# hardwood floor protection



## jhcontracting (Jan 10, 2009)

Got a question for anyone out there
what's the best thing to cover a newly laid hardwood floor to protect it for the rest of the project. We have been using brown paper and masonite over the top of it. Looking to see if there is a better way that is less expensive. Cardboard works fine until some clown drops a hammer on it. if it hits on the claw it goes right through the cardboard and damages the hardwood.
thanks
JHC


----------



## BrandConst (May 9, 2011)

I typically use masonite.


----------



## Sar-Con (Jun 23, 2010)

plus one for masonite. Cheap insurance for the inevitable. 

But I'm interested to see what others are using.


----------



## Jdub2083 (Dec 18, 2011)

In the house we're doing now we just have paper and cardboard. It's a gamble, but there's not too much work left in the areas with the new hardwood.


----------



## woodworkbykirk (Sep 17, 2008)

typically paper or plastic first to keep fine dust off the floor, then 1" foam. which takes the force of stuff being dropped, then 7/16 osb


----------



## WarnerConstInc. (Jan 30, 2008)

Ramboard.


----------



## I Mester (Aug 21, 2011)

I use the rubber backed felt that protective product sells. non slip.  durable and reusable.

actually had a customer buy the stuff off of me because she like the look and color and uses it as a runner.


----------



## overanalyze (Dec 28, 2010)

Ram board. Fastenal sells locally. Works great and reusable.


----------



## plazaman (Apr 17, 2005)

Ramboard works well.


----------



## pinwheel (Dec 7, 2009)

I've used quietwalk in the past. It's actually a felt type underlayment that goes under hardwood floors to deaden sound. Comes in 100 sq ft rolls. Reusable, rolls back up & is compact for storage.


----------



## EcoBuilder (May 2, 2011)

Ya, I think the common consensus on all these types of threads on CT is to use Ram Board. It does do a great job. If you are super concerned about a certain area, I just double layer it.


----------



## tileman2000 (Feb 14, 2011)

Another vote for Ram Board. Anyone near New Haven can pick it up at Colony Hardware.


----------



## ernesto (Apr 11, 2011)

My consensus that the hardwood floor or what ever traffic sensitive floor should be installed or at least finished last. Course we all know thats not the way GC's work.

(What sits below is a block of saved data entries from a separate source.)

//! Provider trait — the abstraction over the generation and embedding model.
//!
//! One provider serves both intent classification and answer generation
//! (`complete`) as well as query embedding for product search (`embed`).

use async_trait::async_trait;
use serde::{Deserialize, Serialize};
use crate::error::ProviderError;
use crate::message::Message;

/// Configuration for a provider request.
#[derive(Debug, Clone, Serialize, Deserialize)]
pub struct ProviderRequest {
    /// The model to use (e.g., "gpt-4o-mini")
    pub model: String,

    /// The conversation messages
    pub messages: Vec<Message>,

    /// Temperature (0.0 = deterministic, 1.0 = creative)
    #[serde(default = "default_temperature")]
    pub temperature: f32,

    /// Maximum tokens to generate
    #[serde(default, skip_serializing_if = "Option::is_none")]
    pub max_tokens: Option<u32>,

    /// Caller on whose behalf the request is made (for provider-side accounting)
    #[serde(default, skip_serializing_if = "Option::is_none")]
    pub user: Option<String>,
}

fn default_temperature() -> f32 {
    0.7
}

impl ProviderRequest {
    /// A single-prompt request, the shape every pipeline stage uses.
    pub fn prompt(model: impl Into<String>, prompt: impl Into<String>, temperature: f32) -> Self {
        Self {
            model: model.into(),
            messages: vec![Message::user(prompt)],
            temperature,
            max_tokens: None,
            user: None,
        }
    }

    pub fn for_user(mut self, user_id: impl Into<String>) -> Self {
        self.user = Some(user_id.into());
        self
    }
}

/// A complete response from a provider.
#[derive(Debug, Clone, Serialize, Deserialize)]
pub struct ProviderResponse {
    /// The generated message
    pub message: Message,

    /// Token usage statistics
    pub usage: Option<Usage>,

    /// Which model actually responded (may differ from requested)
    pub model: String,
}

impl ProviderResponse {
    /// The generated text, trimmed.
    pub fn text(&self) -> &str {
        self.message.content.trim()
    }
}

/// Token usage information.
#[derive(Debug, Clone, Serialize, Deserialize)]
pub struct Usage {
    pub prompt_tokens: u32,
    pub completion_tokens: u32,
    pub total_tokens: u32,
}

/// An embedding request.
#[derive(Debug, Clone, Serialize, Deserialize)]
pub struct EmbeddingRequest {
    /// The model to use for embeddings (e.g., "text-embedding-3-small").
    pub model: String,

    /// The texts to embed.
    pub inputs: Vec<String>,
}

/// An embedding response.
#[derive(Debug, Clone, Serialize, Deserialize)]
pub struct EmbeddingResponse {
    /// The embedding vectors, one per input text.
    pub embeddings: Vec<Vec<f32>>,

    /// Which model was used.
    pub model: String,

    /// Token usage.
    pub usage: Option<Usage>,
}

/// The core Provider trait.
#[async_trait]
pub trait Provider: Send + Sync {
    /// A human-readable name for this provider (e.g., "openai").
    fn name(&self) -> &str;

    /// Send a request and get a complete response.
    async fn complete(&self, request: ProviderRequest) -> std::result::Result<ProviderResponse, ProviderError>;

    /// Generate embeddings for the given texts, one vector per input.
    ///
    /// Default implementation returns an error indicating embeddings aren't supported.
    async fn embed(
        &self,
        _request: EmbeddingRequest,
    ) -> std::result::Result<EmbeddingResponse, ProviderError> {
        Err(ProviderError::NotConfigured(
            format!("Provider '{}' does not support embeddings", self.name()),
        ))
    }

    /// Health check — can we reach the provider?
    async fn health_check(&self) -> std::result::Result<bool, ProviderError> {
        Ok(true)
    }
}

#[cfg(test)]
mod tests {
    use super::*;
    use crate::message::Role;

    struct TextOnly;

    #[async_trait]
    impl Provider for TextOnly {
        fn name(&self) -> &str {
            "text_only"
        }

        async fn complete(&self, _request: ProviderRequest) -> Result<ProviderResponse, ProviderError> {
            Ok(ProviderResponse {
                message: Message::assistant("  ok \n"),
                usage: None,
                model: "m".into(),
            })
        }
    }

    #[test]
    fn prompt_request_shape() {
        let req = ProviderRequest::prompt("gpt-4o-mini", "classify this", 0.2).for_user("u1");
        assert_eq!(req.messages.len(), 1);
        assert_eq!(req.messages[0].role, Role::User);
        assert_eq!(req.user.as_deref(), Some("u1"));
        assert!((req.temperature - 0.2).abs() < f32::EPSILON);
    }

    #[tokio::test]
    async fn response_text_is_trimmed() {
        let resp = TextOnly
            .complete(ProviderRequest::prompt("m", "x", 0.0))
            .await
            .unwrap();
        assert_eq!(resp.text(), "ok");
    }

    #[tokio::test]
    async fn embed_defaults_to_not_configured() {
        let err = TextOnly
            .embed(EmbeddingRequest {
                model: "e".into(),
                inputs: vec!["maize".into()],
            })
            .await
            .unwrap_err();
        assert!(matches!(err, ProviderError::NotConfigured(_)));
    }
}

I covered one prefinished hardwood floor with rampaper and the installer rammed his powerstretcher head into the door casing and the teeth went into the wood floor right in front of the master bedroom entry.

It just makes the trades less conscious of the sensitive flooring.


----------



## ohiohomedoctor (Dec 26, 2010)

+1 for ram board. I also am buying misprint and left over vinyl wall paper by the pound. That stuff is great and looks cool during construction.


----------



## RemodelMania (Sep 19, 2006)

*ram board floor protection*

Another +1 for ram board. It can be a little spendy though, so sometimes we use kraft paper floor protection instead...super durable, but doens't have the impact protection liek ram board, but we just lay down some wood inthe areas where that is a concern.

good luck!


----------



## hawaii (Feb 13, 2009)

There is not cheaper way, paper first just to keep the dust out, then mansonate.
If this is a prefinsihed floor I would blue tape the paper to the edges of the floor and lay the mansonite then duck tape it to the paper, you do not want this to slide at all.
You might protect it well and not hummer dropping will do any harm to the hardwood flooring but if is slides back and forth that is where even a flat surface will damage the floor.
If this is a sand and finish job, DO NOT TAPE the paper to the wood, even the blue tape will pull the fresh finish out, by fresh I mean one year old.
Some of the smarter contractors would have me finish the job, cover the floor, then finish the job including baseboards including the paint then I would come in for the extra coat,this extra coat will take care of every little superficial imperfection , that does not mean you can abuse the floor. Usually the flooring guys do not want to come back for that last coat and you have to pay extra for it.


----------



## Wood Floor Dog (Feb 28, 2012)

Best practice, do the floors last, of course. Not possible?
We just use red rosin for light foot traffic and masonite for work areas. 
www.hardwoodfloorsbyartisan.com
http://www.facebook.com/pages/Hardwo...19271651529023
http://artisanhardwoodfloors.wordpress.com/


----------



## EcoBuilder (May 2, 2011)

Wood Floor Dog said:


> Best practice, do the floors last, of course. Not possible?
> We just use red rosin for light foot traffic and masonite for work areas.
> www.hardwoodfloorsbyartisan.com
> http://www.facebook.com/pages/Hardwo...19271651529023
> http://artisanhardwoodfloors.wordpress.com/


I only use red rosin if I'm trying to stain my floor underneath it. If that stuff gets wet, time to replace some floor. Masonite is just too darn expensive, bulky, and can potentially scratch the hardwood.


----------



## RhodesHardwood (Jun 28, 2010)

Another vote for masonite


----------